コーヒーの苦味や褐色、香りのもとになっているのは「クロロゲン酸」で、「コーヒーポリフェノール」ともいわれるこのポリフェノールは体の中でその大半がフェルラ酸に代謝されます。
つまり、フェルラ酸の作用は、コーヒーを飲むことでも期待できるというわけです。

コーヒーの特徴的な成分であるカフェインにも高い抗酸化作用があり、2015年に発表された国立がん研究センターや東京大などの研究チームによる報告によると、「コーヒーを一日3~4杯飲む」人が狭心症や心筋梗塞などの心臓病で死亡する危険性は、「ほとんど飲まない」人に比べて36%低く、脳内出血や脳梗塞などの脳血管病で死亡する危険性は43%低いことがわかったそうです。
これは、クロロゲン酸やカフェインの両方がもつ高い抗酸化作用や抗炎症作用の相乗効果によるものではないかと考えられています。
健康的な血管を維持することに役立つことは間違いないので、それが認知症予防にもつながる可能性は高いと言っていいでしょう。
1日3杯以上飲むと…
それを示唆するのが、新潟大学大学院の中村和利教授らの研究グループが新潟県村上市、関川村、粟島浦村に住む40~74歳の人たち1万3757人を対象に行った疫学研究の結果です。

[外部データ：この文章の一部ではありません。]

//! Error Classifier
//!
//! Maps raw driver error text onto a small taxonomy. Classification is a
//! table of (pattern, kind, entity group) so new dialects are added as data.

use crate::error::{MendError, Result};
use regex::Regex;
use serde::{Deserialize, Serialize};
use std::fmt;

#[derive(Debug, Clone, Copy, PartialEq, Eq, Hash, Serialize, Deserialize)]
pub enum ErrorKind {
    UnknownColumn,
    UnknownTable,
    DuplicateAlias,
    Unclassified,
}

impl fmt::Display for ErrorKind {
    fn fmt(&self, f: &mut fmt::Formatter<'_>) -> fmt::Result {
        match self {
            ErrorKind::UnknownColumn => write!(f, "UnknownColumn"),
            ErrorKind::UnknownTable => write!(f, "UnknownTable"),
            ErrorKind::DuplicateAlias => write!(f, "DuplicateAlias"),
            ErrorKind::Unclassified => write!(f, "Unclassified"),
        }
    }
}

/// Classification with only the fields each kind needs.
#[derive(Debug, Clone, PartialEq, Eq, Serialize, Deserialize)]
#[serde(tag = "kind")]
pub enum SqlErrorClass {
    UnknownColumn { alias: Option<String>, column: String },
    UnknownTable { table: String },
    DuplicateAlias { alias: Option<String> },
    Unclassified,
}

impl SqlErrorClass {
    pub fn kind(&self) -> ErrorKind {
        match self {
            SqlErrorClass::UnknownColumn { .. } => ErrorKind::UnknownColumn,
            SqlErrorClass::UnknownTable { .. } => ErrorKind::UnknownTable,
            SqlErrorClass::DuplicateAlias { .. } => ErrorKind::DuplicateAlias,
            SqlErrorClass::Unclassified => ErrorKind::Unclassified,
        }
    }

    fn from_entity(kind: ErrorKind, entity: Option<String>) -> Option<Self> {
        match kind {
            ErrorKind::UnknownColumn => {
                let entity = entity?;
                Some(match entity.rsplit_once('.') {
                    Some((qualifier, column)) => SqlErrorClass::UnknownColumn {
                        // `db.table.column` keeps only the nearest qualifier
                        alias: Some(qualifier.rsplit('.').next().unwrap_or(qualifier).to_string()),
                        column: column.to_string(),
                    },
                    None => SqlErrorClass::UnknownColumn { alias: None, column: entity },
                })
            }
            ErrorKind::UnknownTable => Some(SqlErrorClass::UnknownTable { table: entity? }),
            ErrorKind::DuplicateAlias => Some(SqlErrorClass::DuplicateAlias { alias: entity }),
            ErrorKind::Unclassified => Some(SqlErrorClass::Unclassified),
        }
    }
}

#[derive(Debug, Clone, PartialEq, Eq, Serialize, Deserialize)]
pub struct ErrorRecord {
    pub raw_message: String,
    pub class: SqlErrorClass,
}

impl ErrorRecord {
    pub fn kind(&self) -> ErrorKind {
        self.class.kind()
    }

    pub fn is_recoverable(&self) -> bool {
        self.kind() != ErrorKind::Unclassified
    }

    /// `alias.column`, a bare column, or a table name. `None` for
    /// whole-query errors.
    pub fn extracted_entity(&self) -> Option<String> {
        match &self.class {
            SqlErrorClass::UnknownColumn { alias: Some(a), column } => Some(format!("{}.{}", a, column)),
            SqlErrorClass::UnknownColumn { alias: None, column } => Some(column.clone()),
            SqlErrorClass::UnknownTable { table } => Some(table.clone()),
            SqlErrorClass::DuplicateAlias { .. } | SqlErrorClass::Unclassified => None,
        }
    }
}

#[derive(Debug, Clone)]
pub struct ErrorPattern {
    regex: Regex,
    kind: ErrorKind,
    entity_group: Option<usize>,
}

impl ErrorPattern {
    pub fn new(pattern: &str, kind: ErrorKind, entity_group: Option<usize>) -> Result<Self> {
        let regex = Regex::new(pattern)
            .map_err(|e| MendError::Config(format!("Invalid error pattern '{}': {}", pattern, e)))?;
        Ok(Self {
            regex,
            kind,
            entity_group,
        })
    }

    fn classify(&self, message: &str) -> Option<SqlErrorClass> {
        let caps = self.regex.captures(message)?;
        let entity = self
            .entity_group
            .and_then(|g| caps.get(g))
            .map(|m| clean_entity(m.as_str()))
            .filter(|e| !e.is_empty());
        SqlErrorClass::from_entity(self.kind, entity)
    }
}

fn clean_entity(raw: &str) -> String {
    raw.chars().filter(|c| !matches!(c, '`' | '"' | '\'')).collect()
}

/// (pattern, kind, entity group) rows for MySQL, SQLite and PostgreSQL.
const DEFAULT_PATTERNS: &[(&str, ErrorKind, Option<usize>)] = &[
    (r"Unknown column '([^']+)'", ErrorKind::UnknownColumn, Some(1)),
    (r"no such column: ([\w.`]+)", ErrorKind::UnknownColumn, Some(1)),
    (r#"column "?([\w.]+)"? does not exist"#, ErrorKind::UnknownColumn, Some(1)),
    (r"Table '([^']+)' doesn't exist", ErrorKind::UnknownTable, Some(1)),
    (r"no such table: ([\w.`]+)", ErrorKind::UnknownTable, Some(1)),
    (r#"relation "([\w.]+)" does not exist"#, ErrorKind::UnknownTable, Some(1)),
    (r"Not unique table/alias(?::?\s*'([^']+)')?", ErrorKind::DuplicateAlias, Some(1)),
];

#[derive(Debug, Clone)]
pub struct ErrorClassifier {
    patterns: Vec<ErrorPattern>,
}

impl Default for ErrorClassifier {
    fn default() -> Self {
        let patterns = DEFAULT_PATTERNS
            .iter()
            .filter_map(|(p, kind, group)| ErrorPattern::new(p, *kind, *group).ok())
            .collect();
        Self { patterns }
    }
}

impl ErrorClassifier {
    pub fn new() -> Self {
        Self::default()
    }

    pub fn empty() -> Self {
        Self { patterns: Vec::new() }
    }

    /// Appends a pattern; earlier patterns take precedence.
    pub fn with_pattern(mut self, pattern: &str, kind: ErrorKind, entity_group: Option<usize>) -> Result<Self> {
        self.patterns.push(ErrorPattern::new(pattern, kind, entity_group)?);
        Ok(self)
    }

    pub fn classify(&self, error_message: &str) -> ErrorRecord {
        let class = self
            .patterns
            .iter()
            .find_map(|p| p.classify(error_message))
            .unwrap_or(SqlErrorClass::Unclassified);
        ErrorRecord {
            raw_message: error_message.to_string(),
            class,
        }
    }
}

コーヒーを一日3杯以上飲むグループの認知症の発症リスクは、まったく飲まないグループの約半分だったことがわかったのです。

カフェインには記憶力を高める働きがあることもアメリカのジョンズホプキンス大学の研究結果などから、近年明らかになっているので、じゃあもっとコーヒーを飲まなくてはという気になるかもしれませんが、問題はカフェインを取りすぎると別の弊害が起きることです。
日本ではカフェイン摂取量の目安は特に定められていませんが、欧州食品安全機関(EFSA/European Food Safety Authority)の基準を参考にするなら、一日あたり400mg(妊婦の場合は一日200mg)までを上限にするのがよさそうです。
ドリップコーヒー100mlに含まれるカフェイン量は60mgくらいなので、1杯を150mlとするならば一日3杯くらいであれば健康を害する心配はないでしょう。
眠気覚ましを目的とするエナジードリンクのたぐいは、大量のカフェインが含まれているものもあるので注意が必要です。